Enterprise Recon 2.10.0
Distributed Scan
This section covers the following topics:
- How a Distributed Scan Works
- Distributed Scan Requirements
- Start a Distributed Scan
- Monitor a Distributed Scan Schedule
You can use ER2 to perform a distributed scan on a Target or Target location using a group of Proxy Agents. Distributed scans allow you to:
- Improve scanning time by having multiple scanning processes executed in parallel.
- Optimize resources by distributing the scanning load across multiple Proxy Agent hosts which might otherwise have been unutilized.
Distributed scans are particularly useful for scanning Targets that have a vast number of locations, for example:
- An Exchange Server with thousands of mailboxes.
- A Microsoft SQL Server with hundreds of databases, with thousands of tables per database.
For more information, see Distributed Scan Requirements below.
How a Distributed Scan Works
When a distributed scan starts, the Master Server begins by collecting information about the Target(s) and the Proxy Agents in the Agent Group assigned to the scan.

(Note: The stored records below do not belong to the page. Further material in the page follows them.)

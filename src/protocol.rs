// Copyright 2020 Graydon Hoare <graydon@pobox.com>
// Licensed under the MIT and Apache-2.0 licenses.

//! The commit protocol: a timestamp-ordered optimistic two-phase commit
//! over the transaction's read and write sets, extended to remote masters
//! and replicas by message passing.
//!
//! Phases run strictly in order:
//!
//!   1. _Lock_ the write set, in insertion order, master by master.
//!      Deadlock is not prevented; a lost try-lock aborts the transaction
//!      and the loser retries with its generation seed reinstated.
//!   2. _Compute_ the commit timestamps from the sets' metadata snapshots:
//!      `commit_rts = max(wts of reads)`,
//!      `commit_wts = max(commit_rts, max(rts of writes) + 1)`.
//!   3. _Validate_ every read not covered by the write set at `commit_wts`,
//!      extending read leases (or accepting a permissible wts advance)
//!      locally or via the partition master.
//!   4. _Write and replicate_: install values at the masters and ship every
//!      committed version to the partition's replicas.
//!   5. _Release_ the write locks, stamping the new versions with
//!      `commit_wts`. Fire-and-forget.
//!
//! Phases that emit requests flush the outbox and then pump the inbound
//! queue until every response has arrived, so two workers committing into
//! each other's partitions serve each other while they wait.

use crate::message::{
    AbortRequest, LockRequest, PieceKind, ReadValidationRequest, ReleaseLockRequest,
    ReplicationRequest, WriteRequest,
};
use crate::{meta, Conduit, Error, Transaction};
use tracing::debug;

/// Drive `txn` through the commit protocol. `Ok(false)` is an abort with
/// the reason flagged on the transaction and every acquired lock released;
/// `Ok(true)` is a durable-in-memory commit with all replicas notified.
pub fn commit(txn: &mut Transaction, link: &mut Conduit<'_>) -> Result<bool, Error> {
    for i in 0..txn.write_set.len() {
        assert!(txn.matching_read(i).is_some(), "write without matching read");
    }

    if lock_write_set(txn, link)? {
        abort(txn, link)?;
        return Ok(false);
    }

    compute_commit_ts(txn);

    if !validate_read_set(txn, link)? {
        abort(txn, link)?;
        return Ok(false);
    }

    write_and_replicate(txn, link)?;
    release_locks(txn, link)?;
    Ok(true)
}

/// Returns true if the transaction must abort.
fn lock_write_set(txn: &mut Transaction, link: &mut Conduit<'_>) -> Result<bool, Error> {
    for i in 0..txn.write_set.len() {
        let (table_id, partition_id) = {
            let wk = &txn.write_set[i];
            (wk.table_id(), wk.partition_id())
        };
        if link.partitioner.has_master_partition(partition_id) {
            let table = link.db.find_table(table_id, partition_id)?;
            let (latest, ok) = meta::try_lock(table.search_metadata(txn.write_set[i].key()));
            if !ok {
                txn.abort_lock = true;
                break;
            }
            {
                let wk = &mut txn.write_set[i];
                wk.set_write_lock();
                wk.set_tid(latest);
            }
            // A wts that moved since we read this record means another
            // writer committed in between; the lock is ours but the read
            // is already stale.
            let read_tid = txn.matching_read(i).expect("checked above").tid();
            if meta::wts(latest) != meta::wts(read_tid) {
                txn.abort_lock = true;
                break;
            }
        } else {
            let master = link.partitioner.master_coordinator(partition_id);
            let request = LockRequest {
                key: txn.write_set[i].key().to_vec(),
                write_offset: i as u32,
            };
            txn.pending_responses += 1;
            txn.network_size +=
                link.post(master, PieceKind::LockRequest, table_id, partition_id, &request);
        }
    }

    sync(txn, link, true)?;

    if txn.abort_lock {
        debug!(partition = txn.partition_id, "lock conflict, aborting");
    }
    Ok(txn.abort_lock)
}

fn compute_commit_ts(txn: &mut Transaction) {
    let mut ts = 0;
    for rk in &txn.read_set {
        ts = ts.max(meta::wts(rk.tid()));
    }
    txn.commit_rts = ts;

    for wk in &txn.write_set {
        ts = ts.max(meta::rts(wk.tid()) + 1);
    }
    txn.commit_wts = ts;
}

/// Returns true if every read validated.
fn validate_read_set(txn: &mut Transaction, link: &mut Conduit<'_>) -> Result<bool, Error> {
    let commit_ts = txn.commit_wts;

    for i in 0..txn.read_set.len() {
        if txn.read_set[i].local_index_read() {
            continue;
        }
        // Reads covered by the write set were validated by the lock sweep's
        // wts check, under a lock we hold.
        let in_write_set = {
            let rk = &txn.read_set[i];
            txn.write_set.iter().any(|wk| wk.same_record(rk))
        };
        if in_write_set {
            continue;
        }

        let (table_id, partition_id, snapshot) = {
            let rk = &txn.read_set[i];
            (rk.table_id(), rk.partition_id(), rk.tid())
        };
        debug_assert!(!meta::is_locked(snapshot));

        if link.partitioner.has_master_partition(partition_id) {
            let table = link.db.find_table(table_id, partition_id)?;
            let row_meta = table.search_metadata(txn.read_set[i].key());
            match meta::validate_read(row_meta, snapshot, commit_ts) {
                Some(word) => {
                    let rk = &mut txn.read_set[i];
                    rk.set_validation_ok();
                    if meta::wts(word) != meta::wts(snapshot) {
                        debug_assert!(meta::wts(word) > meta::wts(snapshot));
                        rk.set_wts_changed();
                        rk.set_tid(word);
                    }
                }
                None => {
                    txn.abort_read_validation = true;
                    break;
                }
            }
        } else {
            let master = link.partitioner.master_coordinator(partition_id);
            let request = ReadValidationRequest {
                key: txn.read_set[i].key().to_vec(),
                read_offset: i as u32,
                snapshot,
                commit_ts,
            };
            txn.pending_responses += 1;
            txn.network_size += link.post(
                master,
                PieceKind::ReadValidationRequest,
                table_id,
                partition_id,
                &request,
            );
        }
    }

    sync(txn, link, true)?;

    if txn.abort_read_validation {
        debug!(
            partition = txn.partition_id,
            commit_wts = txn.commit_wts,
            "read validation failed, aborting"
        );
    }
    Ok(!txn.abort_read_validation)
}

fn write_and_replicate(txn: &mut Transaction, link: &mut Conduit<'_>) -> Result<(), Error> {
    let commit_wts = txn.commit_wts;

    for i in 0..txn.write_set.len() {
        let (table_id, partition_id) = {
            let wk = &txn.write_set[i];
            (wk.table_id(), wk.partition_id())
        };
        let table = link.db.find_table(table_id, partition_id)?;
        let master = link.partitioner.master_coordinator(partition_id);

        // Primary write.
        if link.partitioner.has_master_partition(partition_id) {
            let wk = &txn.write_set[i];
            table.update(wk.key(), wk.value());
        } else {
            let request = WriteRequest {
                key: txn.write_set[i].key().to_vec(),
                value: txn.write_set[i].value().to_vec(),
            };
            txn.pending_responses += 1;
            txn.network_size +=
                link.post(master, PieceKind::WriteRequest, table_id, partition_id, &request);
        }

        // Ship the version to every replica of the partition.
        let mut replicated = 0;
        for k in 0..link.partitioner.total_coordinators() {
            if !link.partitioner.is_partition_replicated_on(partition_id, k) || k == master {
                continue;
            }
            replicated += 1;

            if k == link.coordinator_id {
                let wk = &txn.write_set[i];
                let row_meta = table.search_metadata(wk.key());
                let last = meta::lock(row_meta);
                assert!(meta::wts(last) < commit_wts);
                table.update(wk.key(), wk.value());
                meta::unlock(row_meta, commit_wts);
            } else {
                let request = ReplicationRequest {
                    key: txn.write_set[i].key().to_vec(),
                    value: txn.write_set[i].value().to_vec(),
                    commit_wts,
                };
                txn.pending_responses += 1;
                txn.network_size += link.post(
                    k,
                    PieceKind::ReplicationRequest,
                    table_id,
                    partition_id,
                    &request,
                );
            }
        }
        assert_eq!(replicated, link.partitioner.replica_num() - 1);
    }

    sync(txn, link, true)
}

fn release_locks(txn: &mut Transaction, link: &mut Conduit<'_>) -> Result<(), Error> {
    let commit_wts = txn.commit_wts;

    for i in 0..txn.write_set.len() {
        let (table_id, partition_id) = {
            let wk = &txn.write_set[i];
            (wk.table_id(), wk.partition_id())
        };
        if link.partitioner.has_master_partition(partition_id) {
            let table = link.db.find_table(table_id, partition_id)?;
            let wk = &txn.write_set[i];
            table.update(wk.key(), wk.value());
            meta::unlock(table.search_metadata(wk.key()), commit_wts);
        } else {
            let master = link.partitioner.master_coordinator(partition_id);
            let request = ReleaseLockRequest {
                key: txn.write_set[i].key().to_vec(),
                commit_wts,
            };
            txn.network_size += link.post(
                master,
                PieceKind::ReleaseLockRequest,
                table_id,
                partition_id,
                &request,
            );
        }
    }

    sync(txn, link, false)
}

/// Undo the lock phase: unlock every record this transaction managed to
/// lock, locally or by telling the remote master. Fire-and-forget.
fn abort(txn: &mut Transaction, link: &mut Conduit<'_>) -> Result<(), Error> {
    for i in 0..txn.write_set.len() {
        if !txn.write_set[i].write_lock() {
            continue;
        }
        let (table_id, partition_id) = {
            let wk = &txn.write_set[i];
            (wk.table_id(), wk.partition_id())
        };
        if link.partitioner.has_master_partition(partition_id) {
            let table = link.db.find_table(table_id, partition_id)?;
            meta::release(table.search_metadata(txn.write_set[i].key()));
        } else {
            let master = link.partitioner.master_coordinator(partition_id);
            let request = AbortRequest {
                key: txn.write_set[i].key().to_vec(),
            };
            txn.network_size +=
                link.post(master, PieceKind::AbortRequest, table_id, partition_id, &request);
        }
    }

    sync(txn, link, false)
}

/// Flush the outbox, then (when responses are expected) pump until every
/// one has arrived. The pump serves other workers' requests while this
/// transaction waits, which is what keeps cross-partition commits from
/// deadlocking on each other's attention.
fn sync(txn: &mut Transaction, link: &mut Conduit<'_>, wait: bool) -> Result<(), Error> {
    link.flush()?;
    if wait {
        while txn.pending_responses > 0 {
            link.pump(txn)?;
        }
    }
    debug_assert!(!wait || txn.pending_responses == 0);
    Ok(())
}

The Master Server uses this information to break down the Target(s) into smaller components or sub-scans, then proceeds to distribute the scan workload among the Proxy Agents that are online and available.
Each Proxy Agent then starts to execute the assigned sub-scans on the Target(s). Results for the Target(s) are progressively processed and displayed in the Web Console as each sub-scan completes. While the distributed scan is in progress, if any Proxy Agent becomes idle (after completing all assigned tasks) or is newly connected, outstanding tasks from other Proxy Agents will be dynamically reallocated to these available Agents to further improve the overall scan time.
A distributed scan schedule is marked as "Complete" only when all sub-scans distributed among all Proxy Agents have been completed.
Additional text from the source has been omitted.